Cubs ace Jeff Samardzija stopped short of urging the front office to call up either of those top two prospects — both ranked ahead of Polanco by Baseball America heading into the season.
But he stands by what he said in spring training about the value of boosting the big-league roster with young players who perform that well at high minor-league levels.
“If there’s people that can help you out, you’ve got to have all your bullets,” he said. “I think you see that every day. Every team we play and our own team, you see depth is important. And fresh life’s always important, too.”
The Cubs’ front office, however, has made it clear it’s taking its time with Bryant, who was drafted No. 2 overall barely a year ago. At this point, the Cubs have no intention of promoting him to the big leagues this season, especially when it means starting the service-time clock at this non-contending point in the Cubs’ rebuild.
Baez looked like a 2014 candidate for promotion before a miserable six-week start to his season, which might have pushed his debut from midseason to late-season, if it comes this year.
“Everybody’s path is different,” manager Rick Renteria said. “We have to make sure we’re more concerned and aware of how our guys are doing. We tip our hats to everybody else who’s doing what they’re doing, but the only ones I have to concern myself with are my guys.”

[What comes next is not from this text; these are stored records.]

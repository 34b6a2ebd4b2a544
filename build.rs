use std::fs;
use std::path::Path;

const DEVICE_CONFIG: &str = "device_config.h";
const DEFINES: &[&str] = &["WIFI_SSID", "WIFI_PASSWORD", "OTA_MANIFEST_URL"];

fn main() -> anyhow::Result<()> {
    // Necessary for ESP-IDF
    embuild::espidf::sysenv::output();

    println!("cargo:rerun-if-changed={}", DEVICE_CONFIG);
    println!("cargo:rerun-if-changed=certs/root_ca.pem");

    // Compiled-in defaults; NVS settings override them at runtime
    let contents = if Path::new(DEVICE_CONFIG).exists() {
        fs::read_to_string(DEVICE_CONFIG)?
    } else {
        println!("cargo:warning={} not found! Copy {}.example to {} and fill in your settings.", DEVICE_CONFIG, DEVICE_CONFIG, DEVICE_CONFIG);
        String::new()
    };

    for name in DEFINES {
        let directive = format!("#define {}", name);
        let value = contents
            .lines()
            .find(|line| line.trim_start().starts_with(&directive))
            .and_then(|line| line.split('"').nth(1))
            .unwrap_or("");
        println!("cargo:rustc-env={}={}", name, value);
    }

    Ok(())
}
use log::{Level, LevelFilter, Metadata, Record};
use std::sync::OnceLock;
use std::time::Instant;

static BOOT_TIME: OnceLock<Instant> = OnceLock::new();

mod colors {
    pub const RESET: &str = "\x1b[0m";
    pub const BRIGHT_RED: &str = "\x1b[91m";
    pub const BRIGHT_YELLOW: &str = "\x1b[93m";
    pub const BRIGHT_GREEN: &str = "\x1b[92m";
    pub const BRIGHT_BLUE: &str = "\x1b[94m";
    pub const GRAY: &str = "\x1b[90m";
}

/// Serial logger: colored level tag, time since boot and the short module name
struct UpdaterLogger;

impl log::Log for UpdaterLogger {
    fn enabled(&self, metadata: &Metadata) -> bool {
        metadata.level() <= log::max_level()
    }

    fn log(&self, record: &Record) {
        if !self.enabled(record.metadata()) {
            return;
        }

        let elapsed = BOOT_TIME.get_or_init(Instant::now).elapsed();
        let seconds = elapsed.as_secs();
        let timestamp = if seconds < 60 {
            format!("{:>3}.{:03}s", seconds, elapsed.subsec_millis())
        } else if seconds < 3600 {
            format!("{:>2}m{:02}s", seconds / 60, seconds % 60)
        } else {
            format!("{:>2}h{:02}m", seconds / 3600, (seconds % 3600) / 60)
        };

        let (color, level_char) = match record.level() {
            Level::Error => (colors::BRIGHT_RED, 'E'),
            Level::Warn => (colors::BRIGHT_YELLOW, 'W'),
            Level::Info => (colors::BRIGHT_GREEN, 'I'),
            Level::Debug => (colors::BRIGHT_BLUE, 'D'),
            Level::Trace => (colors::GRAY, 'T'),
        };
        let module = record
            .module_path()
            .and_then(|path| path.rsplit("::").next())
            .unwrap_or("unknown");
        let module = if module.len() > 12 { &module[..12] } else { module };

        println!(
            "{}{} [{}] {:>12} | {}{}",
            color, timestamp, level_char, module, record.args(), colors::RESET
        );
    }

    fn flush(&self) {}
}

static LOGGER: UpdaterLogger = UpdaterLogger;

/// Install the serial logger. `debug` raises the level from Info to Debug.
pub fn init_logger(debug: bool) -> Result<(), log::SetLoggerError> {
    let _ = BOOT_TIME.set(Instant::now());
    log::set_logger(&LOGGER)?;
    log::set_max_level(level_for(debug));

    println!("{}┌─────────────────────────────────────────┐{}", colors::BRIGHT_GREEN, colors::RESET);
    println!("{}│       ESP32 Firmware Updater Logger     │{}", colors::BRIGHT_GREEN, colors::RESET);
    println!("{}└─────────────────────────────────────────┘{}", colors::BRIGHT_GREEN, colors::RESET);
    Ok(())
}

pub fn level_for(debug: bool) -> LevelFilter {
    if debug {
        LevelFilter::Debug
    } else {
        LevelFilter::Info
    }
}

/// Runtime debug-log toggle
pub fn set_debug(enabled: bool) {
    log::set_max_level(level_for(enabled));
}

/// Parse and set log level from a string; returns true if applied
pub fn set_max_level_from_str(level: &str) -> bool {
    let filter = match level.to_ascii_lowercase().as_str() {
        "off" => LevelFilter::Off,
        "error" => LevelFilter::Error,
        "warn" | "warning" => LevelFilter::Warn,
        "info" => LevelFilter::Info,
        "debug" => LevelFilter::Debug,
        "trace" => LevelFilter::Trace,
        _ => return false,
    };
    log::set_max_level(filter);
    true
}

Don’t try to tell players that the path requires a lengthy, deliberate tour in the minors if you’re doing what Bryant is doing — or that it even requires a stop at AAA.
Starlin Castro made the jump from Class AA to the majors in May 2010, hit a homer with six RBI in his first game and led the National League in hits by his second season.
“Those prospects can help us a lot,” Castro said of Baez and Bryant, “like the prospects with the other teams, too. A lot of teams call up a lot of young guys.
“It would be good. Those guys, when the time comes and they come here, we’ll be better. But I don’t make that decision. The general manager and president and those guys, they [decide] when they come up.”